When last we checked in, two Oxford professors had written an article published in the Times Literary Supplement proposing that Thomas Middleton had a hand in writing Shakespeare’s All’s Well That Ends Well. In response, Brian Vickers and Marcus Dahl produced a scathing rebuttal. (By the way, it is the official position of this blog that, no matter who wrote it, the play kinda sucks. But it doesn’t come within miles of the badness of Middleton’s A Chaste Maid in Cheapside.)
Now the two Oxford professors, Emma Smith and Laurie Maguire, have responded in the TLS. I can’t find the response online, but here is a taste of what they have to say:
Vickers and Dahl are flat-earthers.

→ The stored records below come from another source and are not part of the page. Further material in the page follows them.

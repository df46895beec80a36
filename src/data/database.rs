//! SQLite database operations
//!
//! All database access goes through this module.

use chrono::{DateTime, Utc};
use sqlx::sqlite::{SqliteConnectOptions, SqliteJournalMode, SqlitePoolOptions};
use sqlx::{Pool, Sqlite};
use std::collections::BTreeMap;
use std::path::Path;
use std::time::Duration;
use tokio::sync::Mutex;

use super::models::*;
use crate::error::AppError;

/// Database connection pool wrapper.
///
/// Follower writes go through `write_gate` so an upsert from an inbound
/// Follow never interleaves with a removal triggered by delivery eviction.
pub struct Database {
    pool: Pool<Sqlite>,
    write_gate: Mutex<()>,
}

impl Database {
    // =========================================================================
    // Connection
    // =========================================================================

    /// Connect to SQLite database
    ///
    /// Creates the database file if it doesn't exist.
    /// Runs pending migrations automatically.
    ///
    /// # Errors
    /// Returns error if connection or migration fails
    pub async fn connect(path: &Path) -> Result<Self, AppError> {
        if let Some(parent) = path.parent() {
            std::fs::create_dir_all(parent).map_err(|e| AppError::Database(sqlx::Error::Io(e)))?;
        }

        let options = SqliteConnectOptions::new()
            .filename(path)
            .create_if_missing(true)
            .journal_mode(SqliteJournalMode::Wal)
            .busy_timeout(Duration::from_secs(5));

        let pool = SqlitePoolOptions::new()
            .max_connections(5)
            .connect_with(options)
            .await?;

        sqlx::migrate!("./migrations")
            .run(&pool)
            .await
            .map_err(|e| {
                tracing::error!("Migration failed: {}", e);
                AppError::Internal(anyhow::anyhow!("Migration failed: {}", e))
            })?;

        tracing::info!(path = %path.display(), "Database connected and migrated successfully");

        Ok(Self {
            pool,
            write_gate: Mutex::new(()),
        })
    }

    // =========================================================================
    // Followers
    // =========================================================================

    /// Add a follower or replace the inbox of an existing one
    pub async fn upsert_follower(
        &self,
        account: &str,
        follower: &str,
        inbox: &str,
    ) -> Result<(), AppError> {
        let _guard = self.write_gate.lock().await;
        let now = Utc::now();

        sqlx::query(
            "INSERT INTO followers (account, follower, inbox, created_at, updated_at) VALUES (?, ?, ?, ?, ?) \
             ON CONFLICT(account, follower) DO UPDATE SET inbox = excluded.inbox, updated_at = excluded.updated_at",
        )
        .bind(account)
        .bind(follower)
        .bind(inbox)
        .bind(now)
        .bind(now)
        .execute(&self.pool)
        .await?;

        Ok(())
    }

    /// Remove a follower of an account
    ///
    /// # Returns
    /// Whether a row was deleted
    pub async fn remove_follower(&self, account: &str, follower: &str) -> Result<bool, AppError> {
        let _guard = self.write_gate.lock().await;

        let result = sqlx::query("DELETE FROM followers WHERE account = ? AND follower = ?")
            .bind(account)
            .bind(follower)
            .execute(&self.pool)
            .await?;

        Ok(result.rows_affected() > 0)
    }

    /// Remove every follower that receives deliveries at `inbox`
    ///
    /// # Returns
    /// The removed rows
    pub async fn remove_inbox(&self, inbox: &str) -> Result<Vec<Follower>, AppError> {
        let _guard = self.write_gate.lock().await;
        let mut tx = self.pool.begin().await?;

        let removed = sqlx::query_as::<_, Follower>(
            "SELECT account, follower, inbox, created_at, updated_at FROM followers WHERE inbox = ?",
        )
        .bind(inbox)
        .fetch_all(&mut *tx)
        .await?;

        sqlx::query("DELETE FROM followers WHERE inbox = ?")
            .bind(inbox)
            .execute(&mut *tx)
            .await?;

        tx.commit().await?;
        Ok(removed)
    }

    /// All followers of an account, follower IRI → inbox URL
    pub async fn list_followers(&self, account: &str) -> Result<BTreeMap<String, String>, AppError> {
        let rows = sqlx::query_as::<_, (String, String)>(
            "SELECT follower, inbox FROM followers WHERE account = ?",
        )
        .bind(account)
        .fetch_all(&self.pool)
        .await?;

        Ok(rows.into_iter().collect())
    }

    /// Get a single follower row
    pub async fn get_follower(
        &self,
        account: &str,
        follower: &str,
    ) -> Result<Option<Follower>, AppError> {
        let row = sqlx::query_as::<_, Follower>(
            "SELECT account, follower, inbox, created_at, updated_at FROM followers WHERE account = ? AND follower = ?",
        )
        .bind(account)
        .bind(follower)
        .fetch_optional(&self.pool)
        .await?;

        Ok(row)
    }

    // =========================================================================
    // Queue
    // =========================================================================

    /// Persist a new queue item
    ///
    /// # Returns
    /// ID of the stored item
    pub async fn enqueue(
        &self,
        name: &str,
        content: &[u8],
        run_at: DateTime<Utc>,
    ) -> Result<String, AppError> {
        let id = EntityId::new().0;

        sqlx::query(
            "INSERT INTO queue (id, name, content, schedule_ms, attempts, created_at) VALUES (?, ?, ?, ?, 0, ?)",
        )
        .bind(&id)
        .bind(name)
        .bind(content)
        .bind(run_at.timestamp_millis())
        .bind(Utc::now())
        .execute(&self.pool)
        .await?;

        Ok(id)
    }

    /// Up to `limit` items of a queue that are due at `now`, oldest
    /// schedule first
    pub async fn due_queue_items(
        &self,
        name: &str,
        now: DateTime<Utc>,
        limit: usize,
    ) -> Result<Vec<QueueItem>, AppError> {
        let items = sqlx::query_as::<_, QueueItem>(
            "SELECT id, name, content, schedule_ms, attempts, created_at FROM queue \
             WHERE name = ? AND schedule_ms <= ? ORDER BY schedule_ms ASC LIMIT ?",
        )
        .bind(name)
        .bind(now.timestamp_millis())
        .bind(i64::try_from(limit).unwrap_or(i64::MAX))
        .fetch_all(&self.pool)
        .await?;

        Ok(items)
    }

    /// All items of a queue regardless of due time
    pub async fn queue_items(&self, name: &str) -> Result<Vec<QueueItem>, AppError> {
        let items = sqlx::query_as::<_, QueueItem>(
            "SELECT id, name, content, schedule_ms, attempts, created_at FROM queue \
             WHERE name = ? ORDER BY schedule_ms ASC",
        )
        .bind(name)
        .fetch_all(&self.pool)
        .await?;

        Ok(items)
    }

    /// Remove an item from its queue
    pub async fn dequeue(&self, id: &str) -> Result<(), AppError> {
        sqlx::query("DELETE FROM queue WHERE id = ?")
            .bind(id)
            .execute(&self.pool)
            .await?;
        Ok(())
    }

    /// Store new content and due time for an item and count the attempt
    pub async fn reschedule_queue_item(
        &self,
        id: &str,
        content: &[u8],
        run_at: DateTime<Utc>,
    ) -> Result<(), AppError> {
        sqlx::query(
            "UPDATE queue SET content = ?, schedule_ms = ?, attempts = attempts + 1 WHERE id = ?",
        )
        .bind(content)
        .bind(run_at.timestamp_millis())
        .bind(id)
        .execute(&self.pool)
        .await?;
        Ok(())
    }

    /// Number of items stored in a queue
    pub async fn queue_len(&self, name: &str) -> Result<i64, AppError> {
        let count = sqlx::query_scalar::<_, i64>("SELECT COUNT(*) FROM queue WHERE name = ?")
            .bind(name)
            .fetch_one(&self.pool)
            .await?;
        Ok(count)
    }
}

They cling to an old date for AWEW (1604 rather than 1607) or later); they do not endorse revision in Measure for Measure or Macbeth; their appeal is to “lovers of Shakespeare”. It is these ideological idées fixes that underlie their article. Unlike us, however, they do not make their subjective positions clear. We accept this new scholarship and build on it; these Canutes try to stem the incoming tide.

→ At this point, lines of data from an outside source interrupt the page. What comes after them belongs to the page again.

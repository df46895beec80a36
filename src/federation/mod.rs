//! ActivityPub federation module
//!
//! Handles:
//! - Identity and HTTP Signatures
//! - Activity model and builders
//! - Durable delivery queue
//! - Inbox dispatch
//! - WebFinger / host-meta

mod activity;
mod actor;
mod builder;
mod delivery;
mod events;
mod identity;
mod inbox;
mod queue;
mod signature;
mod webfinger;

pub use activity::{
    ACTIVITY_STREAMS_CONTEXT, Activity, ActivityKind, InboundActivity, ObjectRef, PUBLIC_COLLECTION,
    iri_of,
};
pub use actor::{
    ACTIVITY_JSON, REQUEST_TIMEOUT, RemoteActor, fetch_remote_actor, is_success_status,
    validate_remote_url,
};
pub use builder::{
    NoteRenderer, PlainNoteRenderer, PublishedItem, build_accept, build_create, new_activity_id,
    random_token,
};
pub use delivery::{
    ACTIVITY_JSON_UTF8, DELIVERY_QUEUE, DeliveryClient, DeliveryHandler, DeliveryRequest,
    RetryPolicy, enqueue_delivery,
};
pub use events::{EventReceiver, EventSender, FederationEvent};
pub use identity::{FederationIdentity, LocalAccount, Signer};
pub use inbox::{FollowRejection, InboxDispatcher, InboxOutcome};
pub use queue::{Queue, QueueAction, QueueHandler, QueueWorker, WorkerSettings};
pub use signature::{
    ParsedSignature, SIGNED_HEADERS, generate_digest, http_date, parse_signature_header,
    verify_signature,
};
pub use webfinger::{
    JRD_JSON, WebFingerLink, WebFingerResponse, XRD_XML, account_name_from_resource,
    generate_webfinger_response, host_meta_document,
};

pub(crate) use events::channel as event_channel;
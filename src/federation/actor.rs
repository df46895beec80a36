//! Remote actor lookup

use std::time::Duration;

use reqwest::header::{ACCEPT, USER_AGENT};
use serde::Deserialize;
use url::Url;

use crate::error::AppError;

/// Media type requested from and sent to remote servers
pub const ACTIVITY_JSON: &str = "application/activity+json";

/// Timeout for a single outbound federation request
pub const REQUEST_TIMEOUT: Duration = Duration::from_secs(60);

/// The parts of a remote actor document federation needs
#[derive(Debug, Clone, PartialEq, Eq, Deserialize)]
pub struct RemoteActor {
    pub id: String,
    pub inbox: String,
}

/// Parse and check a remote URL before talking to it
///
/// Only `http` and `https` URLs with a host are accepted.
pub fn validate_remote_url(raw: &str) -> Result<Url, AppError> {
    let url = Url::parse(raw)
        .map_err(|e| AppError::Validation(format!("Invalid URL {}: {}", raw, e)))?;

    if !matches!(url.scheme(), "http" | "https") {
        return Err(AppError::Validation(format!(
            "Unsupported URL scheme: {}",
            url.scheme()
        )));
    }
    if url.host_str().is_none_or(str::is_empty) {
        return Err(AppError::Validation(format!("URL has no host: {}", raw)));
    }

    Ok(url)
}

/// True for the status codes a remote server answers a successful request with
pub fn is_success_status(status: reqwest::StatusCode) -> bool {
    matches!(status.as_u16(), 200 | 201 | 202 | 204)
}

/// Fetch a remote actor document
///
/// # Errors
/// `Federation` if the server does not answer with a usable actor.
pub async fn fetch_remote_actor(
    client: &reqwest::Client,
    iri: &str,
    user_agent: &str,
) -> Result<RemoteActor, AppError> {
    let url = validate_remote_url(iri)?;

    let response = client
        .get(url)
        .header(ACCEPT, ACTIVITY_JSON)
        .header(USER_AGENT, user_agent)
        .timeout(REQUEST_TIMEOUT)
        .send()
        .await?;

    let status = response.status();
    if !is_success_status(status) {
        return Err(AppError::Federation(format!(
            "Fetching actor {} failed with status {}",
            iri, status
        )));
    }

    let actor: RemoteActor = response
        .json()
        .await
        .map_err(|e| AppError::Federation(format!("Invalid actor document {}: {}", iri, e)))?;

    if actor.id.is_empty() || actor.inbox.is_empty() {
        return Err(AppError::Federation(format!(
            "Actor {} has no id or inbox",
            iri
        )));
    }

    tracing::debug!(actor = %actor.id, inbox = %actor.inbox, "Fetched remote actor");
    Ok(actor)
}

Ouch! But wait! Online we find a response from Vickers to the response by Smith and Maguire to the response by Vickers and Dahl to the article by Smith and Maguire. Here is their concluding paragraph:
Smith and Maguire, abreast of ‘new scholarship’, claim that we ‘cling to an old date’ for All’s Well. It may well be that Gary Taylor in 2001 was ‘inclined to put it’ in 1607, and that others have been inclined to follow him. But contrary evidence cannot be dismissed. In Taylor’s own Textual Companion (1988) to the Oxford Shakespeare seven pages of tables listing various types of linguistic evidence place All’s Well after Measure for Measure and Othello, and before Timon and King Lear, thus in the period 1604-5. If Taylor now flirts with the idea of placing it after Macbeth, Antony and Cleopatra, and Pericles then he will have to disown the data collected in these tables. Writing from a literary critic’s standpoint, Barbara Everett has given some strong reasons for not lumping All’s Well with Shakespeare’s late plays, and these can be supplemented with Marina Tarlinskaya’s prosodic studies, which place All’s Well before King Lear. In the humanities, as in the sciences, the truth or falsity of a proposition can only be established by a consensus among those qualified to judge. Time will tell.

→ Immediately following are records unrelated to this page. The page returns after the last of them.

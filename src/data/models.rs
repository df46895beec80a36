//! Data models
//!
//! Rust structs representing database rows.

use chrono::{DateTime, TimeZone, Utc};
use serde::{Deserialize, Serialize};

// =============================================================================
// ID Types
// =============================================================================

/// Entity ID wrapper (ULID format, 26 characters)
///
/// Example: "01ARZ3NDEKTSV4RRFFQ69G5FAV"
#[derive(Debug, Clone, PartialEq, Eq, Hash, Serialize, Deserialize)]
#[serde(transparent)]
pub struct EntityId(pub String);

impl EntityId {
    /// Generate a new ULID
    pub fn new() -> Self {
        Self(ulid::Ulid::new().to_string())
    }
}

impl Default for EntityId {
    fn default() -> Self {
        Self::new()
    }
}

// =============================================================================
// Follower
// =============================================================================

/// A remote actor following one of the local accounts
#[derive(Debug, Clone, PartialEq, Eq, Serialize, Deserialize, sqlx::FromRow)]
pub struct Follower {
    /// Local account name
    pub account: String,
    /// Follower actor IRI
    pub follower: String,
    /// Inbox the follower wants deliveries at
    pub inbox: String,
    pub created_at: DateTime<Utc>,
    pub updated_at: DateTime<Utc>,
}

// =============================================================================
// Queue
// =============================================================================

/// A persisted work item of a named queue
#[derive(Debug, Clone, PartialEq, Eq, sqlx::FromRow)]
pub struct QueueItem {
    pub id: String,
    /// Queue name, e.g. "ap"
    pub name: String,
    /// Opaque payload, only the queue handler knows its format
    pub content: Vec<u8>,
    /// Due time in milliseconds since the Unix epoch
    pub schedule_ms: i64,
    /// Number of times the item was rescheduled
    pub attempts: i64,
    pub created_at: DateTime<Utc>,
}

impl QueueItem {
    /// Due time as a timestamp
    pub fn run_at(&self) -> DateTime<Utc> {
        Utc.timestamp_millis_opt(self.schedule_ms)
            .single()
            .unwrap_or(DateTime::<Utc>::MIN_UTC)
    }
}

Both sides have a good bit to say about “anal fistulas,” which has its own Wikipedia article, but I’m going to advise you not to go there. The discussion of fistulas (anal or otherwise) in All’s Well That Ends Well is one more reason to avoid the play.
I am incompetent to judge between these adversaries. But I’d be disinclined to mess with Brian Vickers on matters Shakespearean.